Screening for illicit and medicinal drugs in whole blood using fully automated SPE and ultra‐high‐performance liquid chromatography with TOF‐MS with data‐independent acquisition

A broad forensic screening method for 256 analytes in whole blood based on a fully automated SPE robotic extraction and ultra‐high‐performance liquid chromatography (UHPLC) with TOF‐MS with data‐independent acquisition has been developed. The limit of identification was evaluated for all 256 compounds and 95 of these compounds were validated with regard to matrix effects, extraction recovery, and process efficiency. The limit of identification ranged from 0.001 to 0.1 mg/kg, and the process efficiency exceeded 50% for 73 of the 95 analytes. As an example of application, 1335 forensic traffic cases were analyzed with the presented screening method. Of these, 992 cases (74%) were positive for one or more traffic‐relevant drugs above the Danish legal limits.
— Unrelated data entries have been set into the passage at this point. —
// ABOUTME: Product-policy configuration for the insights engine
// ABOUTME: Typed knobs with defaults, environment overrides, and range validation

use serde::{Deserialize, Serialize};

use crate::constants::{estimation, streaks};
use crate::errors::{InsightsError, InsightsResult};

/// Environment variable overriding [`EngineConfig::sparse_span_ratio`].
pub const ENV_SPARSE_SPAN_RATIO: &str = "LIFTBOOK_SPARSE_SPAN_RATIO";

/// Environment variable overriding [`EngineConfig::streak_grace_days`].
pub const ENV_STREAK_GRACE_DAYS: &str = "LIFTBOOK_STREAK_GRACE_DAYS";

/// Tunable product policy for the insights engine.
///
/// Everything here changes what users see on charts, not what is
/// mathematically computed: the aggregation rules themselves are fixed.
#[derive(Debug, Clone, Copy, PartialEq, Serialize, Deserialize)]
pub struct EngineConfig {
    /// Ratio of a bucket's nominal width that contributing sample dates may
    /// span before an averaged body-composition point is flagged estimated.
    pub sparse_span_ratio: f64,
    /// Days an unlogged "today" may lag before the current streak reads 0.
    /// `0` requires today itself to be logged.
    pub streak_grace_days: u32,
}

impl Default for EngineConfig {
    fn default() -> Self {
        Self {
            sparse_span_ratio: estimation::DEFAULT_SPARSE_SPAN_RATIO,
            streak_grace_days: streaks::DEFAULT_GRACE_DAYS,
        }
    }
}

impl EngineConfig {
    /// Build from defaults with `LIFTBOOK_*` environment overrides applied.
    ///
    /// # Errors
    ///
    /// Returns an error when an override is present but unparseable, or when
    /// the resulting configuration fails [`Self::validate`].
    pub fn from_environment() -> InsightsResult<Self> {
        let mut config = Self::default();

        if let Ok(val) = std::env::var(ENV_SPARSE_SPAN_RATIO) {
            config.sparse_span_ratio =
                val.parse()
                    .map_err(|_| InsightsError::InvalidConfiguration {
                        field: "sparse_span_ratio",
                        reason: format!("{ENV_SPARSE_SPAN_RATIO}={val} is not a number"),
                    })?;
        }

        if let Ok(val) = std::env::var(ENV_STREAK_GRACE_DAYS) {
            config.streak_grace_days =
                val.parse()
                    .map_err(|_| InsightsError::InvalidConfiguration {
                        field: "streak_grace_days",
                        reason: format!("{ENV_STREAK_GRACE_DAYS}={val} is not a day count"),
                    })?;
        }

        config.validate()?;
        Ok(config)
    }

    /// Validate value ranges.
    ///
    /// # Errors
    ///
    /// Returns an error if any knob is outside its documented range.
    pub fn validate(&self) -> InsightsResult<()> {
        if !self.sparse_span_ratio.is_finite()
            || self.sparse_span_ratio <= 0.0
            || self.sparse_span_ratio > 1.0
        {
            return Err(InsightsError::InvalidConfiguration {
                field: "sparse_span_ratio",
                reason: format!("{} is outside (0, 1]", self.sparse_span_ratio),
            });
        }

        if self.streak_grace_days > streaks::MAX_GRACE_DAYS {
            return Err(InsightsError::InvalidConfiguration {
                field: "streak_grace_days",
                reason: format!(
                    "{} exceeds the maximum of {}",
                    self.streak_grace_days,
                    streaks::MAX_GRACE_DAYS
                ),
            });
        }

        Ok(())
    }
}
Commonly abused drugs such as amphetamine, cocaine, and frequent types of benzodiazepines were the major findings. Nineteen less frequently encountered drugs were detected e.g. buprenorphine, butylone, cathine, fentanyl, lysergic acid diethylamide, m‐chlorophenylpiperazine, 3,4‐methylenedioxypyrovalerone, mephedrone, 4‐methylamphetamine, p‐fluoroamphetamine, and p‐methoxy‐N‐methylamphetamine. In conclusion, using UHPLC–TOF‐MS screening with data‐independent acquisition resulted in the detection of common drugs of abuse as well as new designer drugs and more rarely occurring drugs. Thus, TOF‐MS screening of blood samples constitutes a practical way for screening traffic cases, with the exception of δ‐9‐tetrahydrocannabinol, which should be handled in a separate method.